> _Brief_
An exact reproduction of all entries is expected.

> _Stored data entries_
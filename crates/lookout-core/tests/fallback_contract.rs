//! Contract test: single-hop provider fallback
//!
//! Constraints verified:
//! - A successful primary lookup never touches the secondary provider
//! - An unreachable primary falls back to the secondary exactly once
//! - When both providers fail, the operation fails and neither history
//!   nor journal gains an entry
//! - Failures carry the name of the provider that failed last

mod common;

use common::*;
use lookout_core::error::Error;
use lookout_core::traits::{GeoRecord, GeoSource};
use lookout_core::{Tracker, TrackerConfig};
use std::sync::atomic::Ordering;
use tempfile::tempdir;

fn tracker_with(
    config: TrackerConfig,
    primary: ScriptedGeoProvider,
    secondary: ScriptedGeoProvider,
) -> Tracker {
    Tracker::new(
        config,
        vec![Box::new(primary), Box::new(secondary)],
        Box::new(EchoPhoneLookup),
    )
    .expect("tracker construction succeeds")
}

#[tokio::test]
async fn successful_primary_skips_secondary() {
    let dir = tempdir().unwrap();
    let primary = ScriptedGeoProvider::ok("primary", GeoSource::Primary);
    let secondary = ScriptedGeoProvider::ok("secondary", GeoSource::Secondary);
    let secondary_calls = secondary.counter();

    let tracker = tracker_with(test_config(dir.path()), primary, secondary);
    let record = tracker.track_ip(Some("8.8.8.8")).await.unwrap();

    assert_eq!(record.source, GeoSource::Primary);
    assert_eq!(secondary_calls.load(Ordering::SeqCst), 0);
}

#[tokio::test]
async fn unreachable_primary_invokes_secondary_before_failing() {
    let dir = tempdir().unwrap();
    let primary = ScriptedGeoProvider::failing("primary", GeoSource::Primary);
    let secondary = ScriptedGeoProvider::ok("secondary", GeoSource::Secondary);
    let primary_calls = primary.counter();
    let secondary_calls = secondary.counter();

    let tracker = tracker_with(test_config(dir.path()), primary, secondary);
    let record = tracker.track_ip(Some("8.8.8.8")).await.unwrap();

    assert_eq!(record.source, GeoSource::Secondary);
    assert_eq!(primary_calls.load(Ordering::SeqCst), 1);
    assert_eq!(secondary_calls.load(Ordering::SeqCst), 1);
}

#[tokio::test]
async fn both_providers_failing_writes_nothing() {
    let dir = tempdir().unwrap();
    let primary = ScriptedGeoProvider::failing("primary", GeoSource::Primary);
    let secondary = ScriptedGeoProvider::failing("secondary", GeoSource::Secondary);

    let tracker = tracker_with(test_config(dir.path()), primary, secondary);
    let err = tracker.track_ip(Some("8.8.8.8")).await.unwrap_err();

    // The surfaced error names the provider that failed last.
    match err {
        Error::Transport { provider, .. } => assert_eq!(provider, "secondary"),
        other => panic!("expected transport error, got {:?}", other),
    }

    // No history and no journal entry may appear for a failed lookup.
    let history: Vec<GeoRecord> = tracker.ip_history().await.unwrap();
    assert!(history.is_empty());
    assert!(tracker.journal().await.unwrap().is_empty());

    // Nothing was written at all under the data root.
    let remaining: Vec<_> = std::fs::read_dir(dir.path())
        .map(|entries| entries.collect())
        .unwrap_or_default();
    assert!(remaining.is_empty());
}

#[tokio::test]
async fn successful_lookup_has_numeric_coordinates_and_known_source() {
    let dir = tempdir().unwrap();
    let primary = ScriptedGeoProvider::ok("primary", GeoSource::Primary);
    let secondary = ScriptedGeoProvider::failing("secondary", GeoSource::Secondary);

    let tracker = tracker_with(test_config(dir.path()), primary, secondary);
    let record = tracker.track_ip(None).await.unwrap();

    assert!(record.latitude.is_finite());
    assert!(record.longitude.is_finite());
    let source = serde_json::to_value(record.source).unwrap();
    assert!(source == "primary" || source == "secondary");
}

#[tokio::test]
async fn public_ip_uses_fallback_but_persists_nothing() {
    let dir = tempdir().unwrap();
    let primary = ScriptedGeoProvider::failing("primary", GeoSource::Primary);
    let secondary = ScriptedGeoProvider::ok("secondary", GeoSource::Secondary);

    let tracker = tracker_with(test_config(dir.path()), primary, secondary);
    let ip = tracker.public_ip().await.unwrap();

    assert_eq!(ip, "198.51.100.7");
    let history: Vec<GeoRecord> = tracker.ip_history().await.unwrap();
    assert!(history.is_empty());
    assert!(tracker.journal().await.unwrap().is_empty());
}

> _Solution for this exercise_
filename crates/lookout-core/tests/fallback_contract.rs
//! Contract test: single-hop provider fallback
//!
//! Constraints verified:
//! - A successful primary lookup never touches the secondary provider
//! - An unreachable primary falls back to the secondary exactly once
//! - When both providers fail, the operation fails and neither history
//!   nor journal gains an entry
//! - Failures carry the name of the provider that failed last

mod common;

use common::*;
use lookout_core::error::Error;
use lookout_core::traits::{GeoRecord, GeoSource};
use lookout_core::{Tracker, TrackerConfig};
use std::sync::atomic::Ordering;
use tempfile::tempdir;

fn tracker_with(
    config: TrackerConfig,
    primary: ScriptedGeoProvider,
    secondary: ScriptedGeoProvider,
) -> Tracker {
    Tracker::new(
        config,
        vec![Box::new(primary), Box::new(secondary)],
        Box::new(EchoPhoneLookup),
    )
    .expect("tracker construction succeeds")
}

#[tokio::test]
async fn successful_primary_skips_secondary() {
    let dir = tempdir().unwrap();
    let primary = ScriptedGeoProvider::ok("primary", GeoSource::Primary);
    let secondary = ScriptedGeoProvider::ok("secondary", GeoSource::Secondary);
    let secondary_calls = secondary.counter();

    let tracker = tracker_with(test_config(dir.path()), primary, secondary);
    let record = tracker.track_ip(Some("8.8.8.8")).await.unwrap();

    assert_eq!(record.source, GeoSource::Primary);
    assert_eq!(secondary_calls.load(Ordering::SeqCst), 0);
}

#[tokio::test]
async fn unreachable_primary_invokes_secondary_before_failing() {
    let dir = tempdir().unwrap();
    let primary = ScriptedGeoProvider::failing("primary", GeoSource::Primary);
    let secondary = ScriptedGeoProvider::ok("secondary", GeoSource::Secondary);
    let primary_calls = primary.counter();
    let secondary_calls = secondary.counter();

    let tracker = tracker_with(test_config(dir.path()), primary, secondary);
    let record = tracker.track_ip(Some("8.8.8.8")).await.unwrap();

    assert_eq!(record.source, GeoSource::Secondary);
    assert_eq!(primary_calls.load(Ordering::SeqCst), 1);
    assert_eq!(secondary_calls.load(Ordering::SeqCst), 1);
}

#[tokio::test]
async fn both_providers_failing_writes_nothing() {
    let dir = tempdir().unwrap();
    let primary = ScriptedGeoProvider::failing("primary", GeoSource::Primary);
    let secondary = ScriptedGeoProvider::failing("secondary", GeoSource::Secondary);

    let tracker = tracker_with(test_config(dir.path()), primary, secondary);
    let err = tracker.track_ip(Some("8.8.8.8")).await.unwrap_err();

    // The surfaced error names the provider that failed last.
    match err {
        Error::Transport { provider, .. } => assert_eq!(provider, "secondary"),
        other => panic!("expected transport error, got {:?}", other),
    }

    // No history and no journal entry may appear for a failed lookup.
    let history: Vec<GeoRecord> = tracker.ip_history().await.unwrap();
    assert!(history.is_empty());
    assert!(tracker.journal().await.unwrap().is_empty());

    // Nothing was written at all under the data root.
    let remaining: Vec<_> = std::fs::read_dir(dir.path())
        .map(|entries| entries.collect())
        .unwrap_or_default();
    assert!(remaining.is_empty());
}

#[tokio::test]
async fn successful_lookup_has_numeric_coordinates_and_known_source() {
    let dir = tempdir().unwrap();
    let primary = ScriptedGeoProvider::ok("primary", GeoSource::Primary);
    let secondary = ScriptedGeoProvider::failing("secondary", GeoSource::Secondary);

    let tracker = tracker_with(test_config(dir.path()), primary, secondary);
    let record = tracker.track_ip(None).await.unwrap();

    assert!(record.latitude.is_finite());
    assert!(record.longitude.is_finite());
    let source = serde_json::to_value(record.source).unwrap();
    assert!(source == "primary" || source == "secondary");
}

#[tokio::test]
async fn public_ip_uses_fallback_but_persists_nothing() {
    let dir = tempdir().unwrap();
    let primary = ScriptedGeoProvider::failing("primary", GeoSource::Primary);
    let secondary = ScriptedGeoProvider::ok("secondary", GeoSource::Secondary);

    let tracker = tracker_with(test_config(dir.path()), primary, secondary);
    let ip = tracker.public_ip().await.unwrap();

    assert_eq!(ip, "198.51.100.7");
    let history: Vec<GeoRecord> = tracker.ip_history().await.unwrap();
    assert!(history.is_empty());
    assert!(tracker.journal().await.unwrap().is_empty());
}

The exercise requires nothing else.